Volume of distribution (Vd) is one of the most fundamental pharmacokinetic parameters, describing the apparent space in the body into which a drug distributes. It is calculated using the simple equation: Vd = Dose / Cp, where Dose is the amount of drug administered intravenously and Cp is the initial plasma concentration immediately after administration. The term "apparent" is crucial — Vd is not a real physiological volume but a mathematical construct that relates the total amount of drug in the body to the concentration measured in plasma.

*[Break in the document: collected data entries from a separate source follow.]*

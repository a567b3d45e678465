//! The demoandroid game.
//!
//! A single stateless screen: a lavender background with a greeting printed
//! through the engine's debug overlay.

use demoandroid_engine::core::Game as EngineGame;
use demoandroid_engine::debug::debug_print;
use demoandroid_engine::graphics::{Image, Rgba};

/// Opaque lavender filling the whole canvas.
pub const BACKGROUND_COLOR: Rgba<u8> = Rgba([0xcf, 0xba, 0xf0, 0xff]);

/// Debug line printed at the top-left corner.
pub const GREETING: &str = "Hola Android desde Rust!";

/// The game. Carries no state.
#[derive(Debug, Default, Clone, Copy, PartialEq, Eq)]
pub struct Game;

impl Game {
    pub fn new() -> Self {
        Self
    }
}

impl EngineGame for Game {
    fn update(&mut self) -> anyhow::Result<()> {
        Ok(())
    }

    fn draw(&mut self, screen: &mut Image) {
        screen.fill(BACKGROUND_COLOR);
        debug_print(screen, GREETING);
    }

    /// The canvas always matches the window.
    fn layout(&mut self, outside_width: u32, outside_height: u32) -> (u32, u32) {
        (outside_width, outside_height)
    }
}

#[cfg(test)]
mod tests {
    use demoandroid_engine::debug::text_bounds;

    use super::*;

    fn pixels_outside_text(img: &Image) -> Vec<Rgba<u8>> {
        let bounds = text_bounds(GREETING, 0, 0);
        img.enumerate_pixels()
            .filter(|(x, y, _)| !bounds.contains_pixel(*x, *y))
            .map(|(_, _, p)| p)
            .collect()
    }

    #[test]
    fn layout_is_identity() {
        let mut game = Game::new();
        let sizes = [
            (0, 0),
            (1, 1),
            (400, 800),
            (800, 400),
            (u32::MAX, u32::MAX),
            (0, 7),
        ];
        for (w, h) in sizes {
            assert_eq!(game.layout(w, h), (w, h));
        }
    }

    #[test]
    fn update_never_fails() {
        let mut game = Game::new();
        for _ in 0..10_000 {
            assert!(game.update().is_ok());
        }
    }

    #[test]
    fn draw_covers_previous_contents() {
        let mut game = Game::new();

        let mut dirty = Image::new(320, 240);
        dirty.fill(Rgba([0x12, 0x34, 0x56, 0x78]));
        dirty.set_pixel(300, 200, Rgba([0xff, 0, 0, 0xff]));
        game.draw(&mut dirty);

        let mut clean = Image::new(320, 240);
        game.draw(&mut clean);

        assert_eq!(dirty.as_raw(), clean.as_raw());
        assert!(pixels_outside_text(&clean).iter().all(|p| *p == BACKGROUND_COLOR));
    }

    #[test]
    fn draw_is_idempotent() {
        let mut game = Game::new();
        let mut img = Image::new(64, 48);

        game.draw(&mut img);
        let first = img.as_raw().to_vec();
        game.draw(&mut img);

        assert_eq!(img.as_raw(), first.as_slice());
    }

    #[test]
    fn greeting_is_drawn_the_same_at_any_canvas_size() {
        let mut game = Game::new();
        let bounds = text_bounds(GREETING, 0, 0);
        let (bw, bh) = (bounds.width as u32, bounds.height as u32);

        let mut small = Image::new(bw, bh);
        let mut large = Image::new(1080, 1920);
        game.draw(&mut small);
        game.draw(&mut large);

        for y in 0..bh {
            for x in 0..bw {
                assert_eq!(
                    small.pixel(x, y),
                    large.pixel(x, y),
                    "mismatch at ({x}, {y})"
                );
            }
        }
        // Some glyph pixel actually differs from the background.
        assert!(small.enumerate_pixels().any(|(_, _, p)| p != BACKGROUND_COLOR));
    }

    #[test]
    fn draw_on_empty_canvas_is_a_no_op() {
        let mut game = Game::new();
        let mut img = Image::new(0, 0);
        game.draw(&mut img);
        assert!(img.is_empty());
    }
}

Physiological fluid compartments provide context for interpreting Vd values. Plasma volume is approximately 3–4 L, interstitial fluid approximately 12 L, intracellular fluid approximately 25 L, and total body water approximately 42 L in a 70 kg adult. A drug with a Vd of 3–5 L is largely confined to plasma (e.g., warfarin heavily bound to plasma albumin). A Vd of 15–20 L suggests distribution into extracellular fluid. A Vd exceeding 40 L indicates significant intracellular or tissue accumulation. Some lipophilic drugs have Vd values of hundreds or thousands of litres — chloroquine, for example, has a Vd of approximately 200–800 L/kg, reflecting enormous sequestration in tissue compartments despite low plasma concentrations.

Plasma protein binding is the primary determinant of Vd for many drugs. Albumin is the principal binding protein for acidic drugs (phenytoin, warfarin, diazepam, salicylates), while alpha-1 acid glycoprotein (AAG) predominantly binds basic drugs (lignocaine, propranolol, amitriptyline). Only the unbound (free) fraction of a drug is pharmacologically active and available for distribution, metabolism, and excretion. This is the free drug hypothesis, which underpins therapeutic drug monitoring.

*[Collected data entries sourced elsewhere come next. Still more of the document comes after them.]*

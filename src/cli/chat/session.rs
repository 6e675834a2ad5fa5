use tracing::{error, warn};

use crate::chat_client::{QuestionTransport, TransportError};

use super::conversation_state::{ConversationState, Message};

/// Reply shown in place of any transport failure detail.
pub const FALLBACK_REPLY: &str = "An error occurred. Please try again later.";

/// Owns one conversation and the state of its interaction loop.
///
/// At most one question is in flight at a time; a submission made while one
/// is pending is ignored. Every accepted question passes through `settle`
/// exactly once, so an accepted user message is always followed by a bot
/// entry once its call settles.
pub struct ChatSession<T> {
    transport: T,
    conversation: ConversationState,
    in_flight: bool,
    pending_input: String,
    last_error: Option<String>,
}

impl<T: QuestionTransport> ChatSession<T> {
    pub fn new(transport: T) -> Self {
        Self {
            transport,
            conversation: ConversationState::new(),
            in_flight: false,
            pending_input: String::new(),
            last_error: None,
        }
    }

    pub fn conversation(&self) -> &ConversationState {
        &self.conversation
    }

    pub fn in_flight(&self) -> bool {
        self.in_flight
    }

    pub fn pending_input(&self) -> &str {
        &self.pending_input
    }

    /// Diagnostic detail of the most recent failed exchange, if the exchange
    /// after it has not yet succeeded. Never rendered into the conversation.
    pub fn last_error(&self) -> Option<&str> {
        self.last_error.as_deref()
    }

    /// Discard the conversation and start over with a fresh one.
    pub fn reset(&mut self) {
        self.conversation = ConversationState::new();
        self.last_error = None;
    }

    /// Guard and echo: mirror the raw input, reject empty or mid-flight
    /// submissions, otherwise append the user message immediately and mark
    /// the session in flight. Returns the question to dispatch.
    pub(crate) fn accept(&mut self, raw_input: &str) -> Option<String> {
        self.pending_input = raw_input.to_string();

        let trimmed = raw_input.trim();
        if trimmed.is_empty() {
            return None;
        }
        if self.in_flight {
            warn!("Submission ignored: a question is already in flight");
            return None;
        }

        let question = trimmed.to_string();
        self.conversation.push(Message::user(question.clone()));
        self.in_flight = true;
        self.pending_input.clear();
        Some(question)
    }

    /// The single settlement point. Both outcomes append exactly one bot
    /// entry and lower the in-flight flag; no path may leave it raised.
    pub(crate) fn settle(&mut self, outcome: Result<String, TransportError>) {
        match outcome {
            Ok(answer) => {
                self.conversation.push(Message::bot(answer));
                self.last_error = None;
            }
            Err(err) => {
                error!("Chat exchange failed: {}", err);
                self.conversation.push(Message::bot(FALLBACK_REPLY));
                self.last_error = Some(err.to_string());
            }
        }
        self.in_flight = false;
    }

    /// Send an accepted question and settle with whatever comes back.
    pub(crate) async fn dispatch(&mut self, question: &str) {
        let outcome = self.transport.send_question(question).await;
        self.settle(outcome);
    }

    /// Full submission path: guard, optimistic echo, one transport call,
    /// settlement. Transport failures never escape; they become the fallback
    /// reply plus a recorded diagnostic.
    pub async fn submit(&mut self, raw_input: &str) {
        if let Some(question) = self.accept(raw_input) {
            self.dispatch(&question).await;
        }
    }
}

The degree of protein binding has several important clinical implications. First, changes in binding alter the free fraction. In hypoalbuminaemia (liver disease, malnutrition, nephrotic syndrome), total drug concentrations may appear low, but the free fraction is increased — leading to greater effect and potential toxicity if doses are adjusted based on total levels alone. Phenytoin is the classic example: a patient with albumin of 20 g/L may have a total phenytoin level of 40 µmol/L (apparently subtherapeutic) but a normal or elevated free concentration. The Sheiner-Tozer equation corrects total phenytoin for albumin: adjusted phenytoin = measured phenytoin / (0.2 × albumin [g/L] / 40 + 0.1 × non-albumin fraction). Second, protein binding displacement interactions can transiently increase free drug levels when two highly protein-bound drugs compete for albumin binding sites, though the clinical significance is often limited because the displaced drug is also more rapidly cleared.

Factors affecting Vd include lipophilicity (high lipophilicity → high Vd), molecular size (large molecules confined to plasma), tissue binding (sequestration in fat, muscle, or organs), ionisation state (pH-dependent), and protein binding. Understanding Vd guides loading dose calculations: Loading Dose = Vd × target plasma concentration / F, where F is bioavailability. In New Zealand, Pharmac-funded drugs such as phenytoin, digoxin, and amiodarone each demonstrate how Vd profoundly influences dosing strategy and monitoring requirements.